Tool budget: The agent is limited to 15 tool calls per verification run. Each read_extracted_data call counts as 1. Each query_banking_data call counts as 1. Each write_flag counts as 1. This prevents the agent from making 50 API calls trying to resolve an ambiguous situation. If it cannot resolve a discrepancy in 15 tool calls, it flags it for human review and moves on.
These constraints are not about cost (though they help). They are about predictability. A loan officer needs to know that when they come in to work, the overnight batch has processed and results are ready. An agent that occasionally spends 10 minutes on one application and delays the rest of the queue breaks that expectation.
Failure Modes
Every production system fails. The question is how.
Silent Extraction Errors (The Dangerous One)
What happens: The LLM extracts a field value with high confidence, but the value is wrong. For example, it reads “$85,000” as the annual salary from a pay stub, but the actual value is “$65,000” (the “6” in the scan looks like an “8”).
How likely: About 1 to 3% of fields at the 0.90+ confidence level, based on calibration data. At 20 documents per application with 8 to 12 fields each, that is 1 to 5 silently wrong fields per application.
How to detect: The cross-document verification agent is the primary defense. If the pay stub says $85,000 but bank deposits average $5,400/month ($64,800 annualized), the agent catches the discrepancy. But this only works when there is a corroborating document to check against. For fields that appear in only one document (like a property’s lot size from the appraisal), there is no cross-reference.

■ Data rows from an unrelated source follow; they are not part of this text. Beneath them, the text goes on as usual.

#[cfg(test)]
mod tests {
    use super::*;
    use crate::backend::{HeadlessContext, RecordedCommand};
    use crate::objects::{ColoredCubeRenderer, ShadowCaster};
    use crate::resources::{Mesh, TextureData};
    use crate::test_support::{render_log, rendered_tags, ProbeItem};
    use crate::{BackendType, ShadowConfig};

    fn test_config() -> EngineConfig {
        EngineConfig {
            shadow: ShadowConfig {
                map_width: 16,
                map_height: 16,
                ..ShadowConfig::default()
            },
            ..EngineConfig::default()
        }
    }

    fn headless_engine(backend: BackendType) -> Engine {
        let rc = HeadlessContext::new(backend, 64, 32).unwrap();
        Engine::new(Box::new(rc), test_config()).unwrap()
    }

    fn headless(engine: &Engine) -> &HeadlessContext {
        engine
            .render_context()
            .as_any()
            .downcast_ref::<HeadlessContext>()
            .unwrap()
    }

    #[test]
    fn test_stage_order() {
        let engine = headless_engine(BackendType::OpenGL);
        assert_eq!(engine.stage_names(), vec!["ShadowMap", "Standard", "Overlay"]);
        assert!(engine.shared().contains_buffer(SharedNames::PROJECTION_MATRIX));
        assert!(engine.shared().contains_texture(SharedNames::SHADOW_MAP));
    }

    #[test]
    fn test_frame_runs_stages_in_order_and_presents() {
        let mut engine = headless_engine(BackendType::Vulkan);
        let log = render_log();
        engine
            .add_item(Box::new(ProbeItem::new(
                1,
                &[CommonStages::OVERLAY, CommonStages::STANDARD, CommonStages::SHADOW_MAP],
                &log,
            )))
            .unwrap();

        engine.render_frame(0.016).unwrap();

        let stages: Vec<String> = log.borrow().iter().map(|(stage, _)| stage.clone()).collect();
        assert_eq!(stages, vec!["ShadowMap", "Standard", "Overlay"]);
        assert_eq!(headless(&engine).frames_presented(), 1);
        assert_eq!(engine.frame_index(), 1);
    }

    #[test]
    fn test_disabled_stage_is_skipped() {
        let mut engine = headless_engine(BackendType::OpenGL);
        let log = render_log();
        engine
            .add_item(Box::new(ProbeItem::new(7, &[CommonStages::OVERLAY], &log)))
            .unwrap();
        engine.stage_mut(CommonStages::OVERLAY).unwrap().set_enabled(false);

        engine.render_frame(0.016).unwrap();
        assert!(rendered_tags(&log).is_empty());
    }

    #[test]
    fn test_frame_clears_default_framebuffer_first() {
        let mut engine = headless_engine(BackendType::Direct3D11);
        engine.render_frame(0.0).unwrap();

        let commands = headless(&engine).commands();
        let first_clear = commands
            .iter()
            .position(|c| matches!(c, RecordedCommand::Clear { framebuffer: None, .. }))
            .unwrap();
        let first_shadow_clear = commands
            .iter()
            .position(|c| matches!(c, RecordedCommand::Clear { framebuffer: Some(_), .. }))
            .unwrap();
        assert!(first_clear < first_shadow_clear);
    }

    #[test]
    fn test_shadow_parameters_follow_lighting() {
        let mut engine = headless_engine(BackendType::OpenGLES);
        engine.set_lighting(LightingConstants {
            shadow_bias: 0.01,
            ambient: 0.5,
        });
        engine.render_frame(0.0).unwrap();

        let buffer = engine.shared().buffer(SharedNames::SHADOW_PARAMETERS).unwrap();
        let data = headless(&engine).factory().buffer_data(buffer).unwrap();
        let values: &[f32] = bytemuck::cast_slice(data);
        assert_eq!(values, &[0.01, 0.5, 0.0, 0.0]);
    }

    #[test]
    fn test_change_render_context_rebuilds_everything() {
        let mut engine = headless_engine(BackendType::OpenGL);
        let log = render_log();
        let id = engine
            .add_item(Box::new(ProbeItem::new(3, &[CommonStages::STANDARD], &log)))
            .unwrap();
        let old_projection = engine.shared().buffer(SharedNames::PROJECTION_MATRIX).unwrap();

        let vulkan = HeadlessContext::new(BackendType::Vulkan, 64, 32).unwrap();
        let previous = engine.change_render_context(Box::new(vulkan)).unwrap();
        assert_eq!(previous.backend_type(), BackendType::OpenGL);
        assert_eq!(engine.render_context().backend_type(), BackendType::Vulkan);
        assert_ne!(
            engine.shared().buffer(SharedNames::PROJECTION_MATRIX).unwrap(),
            old_projection
        );

        let probe = engine.visibility().iter().find(|(item, _)| *item == id);
        assert!(probe.is_some());
        engine.render_frame(0.016).unwrap();
        assert_eq!(rendered_tags(&log), vec![3]);
    }

    #[test]
    fn test_remove_item_stops_drawing_it() {
        let mut engine = headless_engine(BackendType::OpenGL);
        let log = render_log();
        let id = engine
            .add_item(Box::new(ProbeItem::new(4, &[CommonStages::STANDARD], &log)))
            .unwrap();
        assert!(engine.remove_item(id).is_some());
        assert!(engine.remove_item(id).is_none());

        engine.render_frame(0.016).unwrap();
        assert!(rendered_tags(&log).is_empty());
    }

    #[test]
    fn test_failed_change_keeps_current_context() {
        let mut engine = headless_engine(BackendType::OpenGL);
        let log = render_log();
        engine
            .add_item(Box::new(ShadowCaster::new(Mesh::cube(), TextureData::white())))
            .unwrap();
        engine
            .add_item(Box::new(ColoredCubeRenderer::new(glam::Vec3::new(0.0, 0.0, -3.0))))
            .unwrap();
        engine
            .add_item(Box::new(
                ProbeItem::new(5, &[CommonStages::STANDARD], &log).failing_on(BackendType::Direct3D11),
            ))
            .unwrap();
        engine.render_frame(0.016).unwrap();
        let live = headless(&engine).factory().live_objects();

        let d3d = HeadlessContext::new(BackendType::Direct3D11, 64, 32).unwrap();
        assert!(engine.change_render_context(Box::new(d3d)).is_err());
        assert_eq!(engine.render_context().backend_type(), BackendType::OpenGL);
        assert_eq!(headless(&engine).factory().live_objects(), live);

        engine.render_frame(0.016).unwrap();
        assert_eq!(headless(&engine).frames_presented(), 2);
        assert_eq!(rendered_tags(&log), vec![5, 5]);
    }

    #[test]
    fn test_change_releases_previous_context_objects() {
        let baseline = HeadlessContext::new(BackendType::OpenGL, 64, 32)
            .unwrap()
            .factory()
            .live_objects();
        let mut engine = headless_engine(BackendType::OpenGL);
        engine
            .add_item(Box::new(ColoredCubeRenderer::new(glam::Vec3::ZERO)))
            .unwrap();

        let vulkan = HeadlessContext::new(BackendType::Vulkan, 64, 32).unwrap();
        let previous = engine.change_render_context(Box::new(vulkan)).unwrap();
        let previous = previous.as_any().downcast_ref::<HeadlessContext>().unwrap();
        assert_eq!(previous.factory().live_objects(), baseline);
    }
}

How to handle: (1) Calibrated confidence scoring, so the system knows which fields at which confidence levels are actually reliable. (2) Mandatory human review for high-impact fields (income, property value, outstanding debts) regardless of confidence score. (3) Dual extraction: run the extraction twice with different temperature settings and flag any field where the two runs disagree. This catches about 60% of silent errors at the cost of doubling extraction compute.
On-Prem Data API Downtime
What happens: The verification agent tries to query banking records (credit history, account balances) and the on-prem API is unavailable. The agent cannot cross-reference.
How likely: On-prem systems typically have lower availability than cloud services. Budget for 1 to 2 hours of downtime per month during maintenance windows and occasional unplanned outages.

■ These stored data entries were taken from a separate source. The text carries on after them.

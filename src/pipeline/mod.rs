//! Pipeline stages
//!
//! A frame runs a fixed sequence of stages, each owning its targets and
//! render queue:
//! 1. ShadowMap - depth of shadow casters from the light, one pass per cascade
//! 2. Standard - the main forward pass, reading the published shadow maps
//! 3. Overlay - screen-space debug views

pub mod cascade;
pub mod render_item;
pub mod shadow_map_stage;
pub mod shared;
pub mod standard_stage;

pub use cascade::{CascadeLevel, CascadeView, DepthCascadeLimits, ShadowLighting};
pub use render_item::{RenderItem, SwappableRenderItem};
pub use shadow_map_stage::ShadowMapStage;
pub use shared::{SharedNames, SharedResources};
pub use standard_stage::StandardPipelineStage;

use std::any::Any;

use glam::{Mat4, Vec3};

use crate::backend::traits::RenderContext;
use crate::error::RenderResult;
use crate::queue::RenderQueue;
use crate::resources::DeviceObjectCache;
use crate::scene::{Camera, DirectionalLight};
use crate::visibility::{ItemId, VisibilityManager};

/// Stage names used by the scene objects
pub struct CommonStages;

impl CommonStages {
    pub const STANDARD: &'static str = "Standard";
    pub const SHADOW_MAP: &'static str = "ShadowMap";
    pub const OVERLAY: &'static str = "Overlay";
}

/// Per-frame values visible to every stage and item
#[derive(Debug, Clone, Copy)]
pub struct FrameInfo {
    pub frame_index: u64,
    /// Seconds since the engine started
    pub elapsed_seconds: f32,
    pub delta_seconds: f32,
    pub camera_position: Vec3,
    pub view: Mat4,
    pub projection: Mat4,
}

impl Default for FrameInfo {
    fn default() -> Self {
        Self {
            frame_index: 0,
            elapsed_seconds: 0.0,
            delta_seconds: 0.0,
            camera_position: Vec3::ZERO,
            view: Mat4::IDENTITY,
            projection: Mat4::IDENTITY,
        }
    }
}

/// Everything a stage and its items draw with
pub struct StageContext<'a> {
    pub rc: &'a mut dyn RenderContext,
    pub shared: &'a mut SharedResources,
    pub cache: &'a mut DeviceObjectCache,
    pub frame: FrameInfo,
}

/// Render every queued item in queue order; returns how many were drawn
pub(crate) fn draw_queue(
    queue: &RenderQueue<ItemId>,
    ctx: &mut StageContext<'_>,
    visibility: &mut dyn VisibilityManager,
    stage: &str,
) -> RenderResult<usize> {
    let mut drawn = 0;
    for id in queue {
        let Some(item) = visibility.item_mut(*id) else {
            log::warn!("{stage}: item {} vanished after collection", id.index());
            continue;
        };
        item.render(ctx, stage)?;
        drawn += 1;
    }
    Ok(drawn)
}

/// One pass of the frame
pub trait PipelineStage {
    /// Matched against [`RenderItem::stages_participated`]
    fn name(&self) -> &str;

    fn enabled(&self) -> bool;

    fn set_enabled(&mut self, enabled: bool);

    /// Recompute view-dependent state before execution
    fn update(&mut self, _camera: &Camera, _light: &DirectionalLight) {}

    /// Create this stage's device objects on `rc` and publish them to `shared`
    fn change_render_context(
        &mut self,
        rc: &mut dyn RenderContext,
        shared: &mut SharedResources,
    ) -> RenderResult<()>;

    /// Destroy the device objects this stage created on `rc`
    fn release(&mut self, _rc: &mut dyn RenderContext) {}

    /// Collect, sort and draw the stage's items
    fn execute_stage(
        &mut self,
        ctx: &mut StageContext<'_>,
        visibility: &mut dyn VisibilityManager,
        viewpoint: Vec3,
    ) -> RenderResult<()>;

    /// Allow downcasting
    fn as_any(&self) -> &dyn Any;
    fn as_any_mut(&mut self) -> &mut dyn Any;
}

How to detect: API health checks every 30 seconds. The workflow engine checks API availability before starting verification activities.
How to handle: The workflow engine pauses verification activities and moves to the next application in the queue. When the API comes back, paused applications resume. If the API is down for more than 4 hours, applications are routed to a manual processing queue with a note that automated cross-referencing was not possible. Partial results (document-to-document verification that does not require API calls) are still provided.
Unsupported Document Format or Language
What happens: An applicant submits a document in a language or format the system does not support. A French tax return in a system configured for UK, Germany, and US.
How likely: Rare if the intake process is well-configured (document requirements are communicated upfront). But it happens, especially for applicants who recently relocated from a non-supported country.
How to detect: The document type classifier outputs “unknown” with high confidence (the model is trained to recognize what it does not know). Language detection runs on extracted text.
How to handle: Route to human review with the original document and a note: “Document type not recognized. Language detected: French. Manual processing required.” Do not attempt extraction on unsupported types. A failed extraction with partial results is worse than no extraction, because downstream systems might use the partial results.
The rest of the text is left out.